Most of the data are from neurons with type IV response properties (Spirou and Young 1991), typical of DCN principal neurons in unanesthetized cats (Young 1980). All of the examples shown in results (see Figs. 1–4) are from principal neurons. Best frequencies (BFs) ranged between 1 and 50 kHz (mean of 16 ± 10 kHz). Responses were also recorded from neurons with properties associated with DCN inhibitory interneurons, namely type II neurons (from vertical cells; Rhode 1999) and complex-spiking neurons (presumed cartwheel cells; Davis and Young 1997).
The acoustic stimulus was a 100- to 400-ms tone burst at the BF of the neuron, presented once per second usually at a sound level 5–15 dB above threshold, with repetitions at higher sound levels when possible. The electrical stimulus was a single bipolar pulse 200 μs/phase in the DCoN; the current level was adjusted to produce an inhibitory effect in DCN and was typically 10–50 μA. The electrical stimulus preceded the onset of sound by a time period dt, usually 10–50 ms. When possible, data were taken over a range of sound levels and dt values. Trials with and without the electrical stimulus were presented in groups of 100 repetitions. Usually, the 100-stimulus sets were repeated 2–4 times for a total of several hundred trials of each type. In some cases, the sets of 100 alternated (100 no-shock, 100 with shock, etc.), but in other cases only one no-shock block of trials was presented as the first block. In later experiments, shock and no-shock trials were interleaved on alternate stimulus presentations.
Peristimulus time histograms (PSTHs) were made from 100–400 trials and binned in 3-ms bins; for analysis of long-term changes (see Figs. 3 and 5), rate changes were evaluated by subtracting the control PSTH bin by bin from the PSTH in the presence of electrical stimulation. For plotting, the rate differences were smoothed with a five-point triangular filter.
As sound level changed, the neurons showed various responses to BF tones, classed here as tonic (meaning a steady “through” response with regular interspike intervals), pauser, and buildup (Godfrey et al. 1975b; Young and Brownell 1976). These patterns can be defined by the first spike latency and first interspike interval. The tonic pattern has a short first spike latency and a first interspike interval of comparable size. The pauser pattern shows a short first spike latency to the onset spike, followed by a long first interspike interval during the pause; after the onset spike, the neuron's response may be inhibited for as long as 100–200 ms. The buildup pattern is like the pauser, except that it shows no onset spike, so it has long first spike latency and (usually) a short first interspike interval.

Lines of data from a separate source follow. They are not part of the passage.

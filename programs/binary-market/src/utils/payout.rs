use anchor_lang::prelude::*;
use crate::{constants::*, error::MarketError};

/// Split of one winning claim against the escrow.
#[derive(Clone, Copy, Debug, PartialEq, Eq)]
pub struct Payout {
    /// Proportional slice of the pool before fees.
    pub gross: u64,
    /// Protocol fee routed to the treasury.
    pub fee: u64,
    /// Amount credited to the claimant.
    pub net: u64,
}

/// `floor(pool * units / winning_supply)`, widened to u128 so the product
/// cannot overflow.
pub fn gross_entitlement(pool: u64, units: u64, winning_supply: u64) -> Result<u64> {
    require!(winning_supply > 0, MarketError::NoWinnerSupply);

    let gross = (pool as u128)
        .checked_mul(units as u128)
        .ok_or(MarketError::ArithmeticOverflow)?
        .checked_div(winning_supply as u128)
        .ok_or(MarketError::ArithmeticOverflow)?;

    u64::try_from(gross).map_err(|_| error!(MarketError::ArithmeticOverflow))
}

pub fn protocol_fee(gross: u64) -> Result<u64> {
    let fee = (gross as u128)
        .checked_mul(FEE_RATE_BPS as u128)
        .ok_or(MarketError::ArithmeticOverflow)?
        .checked_div(FEE_DENOMINATOR as u128)
        .ok_or(MarketError::ArithmeticOverflow)?;

    u64::try_from(fee).map_err(|_| error!(MarketError::ArithmeticOverflow))
}

pub fn compute_payout(pool: u64, units: u64, winning_supply: u64) -> Result<Payout> {
    let gross = gross_entitlement(pool, units, winning_supply)?;
    let fee = protocol_fee(gross)?;
    let net = gross.checked_sub(fee).ok_or(MarketError::ArithmeticOverflow)?;

    // A zero net payout would burn the claimant's shares for nothing.
    require!(net > 0, MarketError::PayoutTooSmall);

    Ok(Payout { gross, fee, net })
}

#[cfg(test)]
mod tests {
    use super::*;
    use solana_program::native_token::LAMPORTS_PER_SOL;

    fn market_err(e: MarketError) -> anchor_lang::error::Error {
        e.into()
    }

    #[test]
    fn single_winner_takes_pool_minus_two_percent() {
        let payout = compute_payout(3 * LAMPORTS_PER_SOL, LAMPORTS_PER_SOL, LAMPORTS_PER_SOL).unwrap();

        assert_eq!(payout.gross, 3 * LAMPORTS_PER_SOL);
        assert_eq!(payout.fee, 60_000_000);
        assert_eq!(payout.net, 2_940_000_000);
    }

    #[test]
    fn gross_is_floored() {
        // 10 * 1 / 3 = 3.33..
        assert_eq!(gross_entitlement(10, 1, 3).unwrap(), 3);
    }

    #[test]
    fn fee_is_floored() {
        // 2% of 49 = 0.98
        assert_eq!(protocol_fee(49).unwrap(), 0);
        assert_eq!(protocol_fee(50).unwrap(), 1);
        assert_eq!(protocol_fee(0).unwrap(), 0);
    }

    #[test]
    fn zero_winning_supply_is_rejected() {
        assert_eq!(
            compute_payout(1_000, 10, 0).unwrap_err(),
            market_err(MarketError::NoWinnerSupply)
        );
    }

    #[test]
    fn dust_claim_is_rejected() {
        // 10 * 1 / 100 floors to zero
        assert_eq!(
            compute_payout(10, 1, 100).unwrap_err(),
            market_err(MarketError::PayoutTooSmall)
        );
    }

    #[test]
    fn fee_free_small_claim_still_pays() {
        let payout = compute_payout(100, 1, 100).unwrap();
        assert_eq!(payout, Payout { gross: 1, fee: 0, net: 1 });
    }

    #[test]
    fn large_values_do_not_overflow() {
        let payout = compute_payout(u64::MAX, u64::MAX / 2, u64::MAX).unwrap();
        assert_eq!(payout.gross, u64::MAX / 2);
        assert_eq!(payout.net + payout.fee, payout.gross);
    }

    #[test]
    fn entitlement_above_u64_is_an_overflow() {
        assert_eq!(
            gross_entitlement(u64::MAX, u64::MAX, 1).unwrap_err(),
            market_err(MarketError::ArithmeticOverflow)
        );
    }
}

Note that all three response types can be observed in one neuron, depending on the stimulus frequency and sound level (Godfrey et al. 1975b). Typically, pauser responses show either the pauser or buildup patterns in individual trials, the difference being the presence or absence of the onset spike. The average firing pattern of the neuron in the PSTH is determined by the ratio of occurrence of these two distinct firing patterns in individual trials. If the majority of trials evoked pauser responses, the response was classified as a pauser. With the sound levels used here neurons showed the buildup pattern only in the presence of DCoN stimulation.
RESULTS
Short-term effects of stimulation in DCoN.

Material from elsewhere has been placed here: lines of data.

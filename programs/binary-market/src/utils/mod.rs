pub mod lamports;
pub mod payout;
use anchor_lang::prelude::*;
use crate::{state::*, constants::*};

#[derive(Accounts)]
pub struct InitializeTreasury<'info> {
    #[account(mut)]
    pub authority: Signer<'info>,

    #[account(
        init,
        payer = authority,
        space = Treasury::LEN,
        seeds = [TREASURY_SEED],
        bump
    )]
    pub treasury: Account<'info, Treasury>,

    pub system_program: Program<'info, System>,
}

pub fn initialize_treasury_handler(ctx: Context<InitializeTreasury>) -> Result<()> {
    let authority = ctx.accounts.authority.key();
    ctx.accounts.treasury.set_inner(Treasury {
        authority,
        total_fees: 0,
        total_withdrawn: 0,
        bump: ctx.bumps.treasury,
    });

    msg!("Treasury initialized with authority: {}", authority);
    emit!(TreasuryInitialized { authority });
    Ok(())
}

#[event]
pub struct TreasuryInitialized {
    pub authority: Pubkey,
}
use solana_program::native_token::LAMPORTS_PER_SOL;

pub const EVENT_SEED: &[u8] = b"event";
pub const PRIZE_POOL_SEED: &[u8] = b"prize_pool";
pub const TREASURY_SEED: &[u8] = b"treasury";

pub const MAX_DESCRIPTION_LEN: usize = 256;

// 0.001 SOL
pub const MIN_BET: u64 = LAMPORTS_PER_SOL / 1_000;

// 2% = 200 basis points
pub const FEE_RATE_BPS: u64 = 200;
pub const FEE_DENOMINATOR: u64 = 10_000;

// Share units track lamports 1:1, so the mints carry SOL's precision.
pub const SHARE_DECIMALS: u8 = 9;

As expected from the inhibitory nature of the DCoN input to DCN principal cells, electrical stimulation in DCoN produced a direct short-latency suppression of spontaneous spiking with a latency of a few milliseconds; this inhibition has been characterized in previous work (Davis et al. 1996) and is evident (see Figs. 1 and 3) by the rate decrease preceding the tone onset. In addition, the initial spike(s) in response to the acoustic stimulus was suppressed or delayed, an effect most clearly seen in tonic responses (Fig. 1A; n = 15/15 cases). The suppression caused an extension of the first spike latency (by 6.8 ms in Fig. 1A; see Fig. 1B) and little change in first interspike interval. The change in first spike latency varied across neurons (Fig. 2, A1) but was observed for delays (dt) between the electrical pulse and the onset of the sound of up to 50 ms. In some units, an effect was seen only for the first spike in the train, as in Fig. 1A where first spike latency changed but first interspike interval did not. However, most neurons (12/15) showed significant increases or decreases of the first interspike interval by several milliseconds (Fig. 2A2). Significant effects on first interspike interval were observed for dt values up to 50 ms. The changes in first spike latency were correlated with the changes in first interspike interval (Fig. 2A3).
The electrical stimulation could suppress the onset spike in pauser responses (n = 14/15), so that the neuron fired fewer short first spike latency trials (Fig. 1C). In such cases, the average response converted to a buildup pattern as in the red histogram in Fig. 1C, bottom. For this case, the neuron fired in the pauser pattern on 59% of trials without a DCoN stimulus (Fig. 1D, black dots) but only on 19% of trials in the presence of DCoN stimulus (Fig. 1D, red dots). In the population of pauser responses, the average first spike latency of the remaining pauser trials increased by up to 3 ms (Fig. 2B1, all changes; P < 0.05; n = 11/15), while the first spike latency and first interspike interval of the buildup trials was unchanged (not shown). The extent of conversion of pauser to buildup responses was measured with the P index, defined as the relative change in the fraction of pauser trials (denoted P) and given by P = (Nelect_stim − Ncontrol)/Ncontrol, where Nx is the number of trials with pauser responses to stimulus x. Neurons varied in the extent of conversion (Fig. 2B2), and conversion was observed only for short interstimulus delays. The changes in first spike latency and P were correlated (Fig. 2B3).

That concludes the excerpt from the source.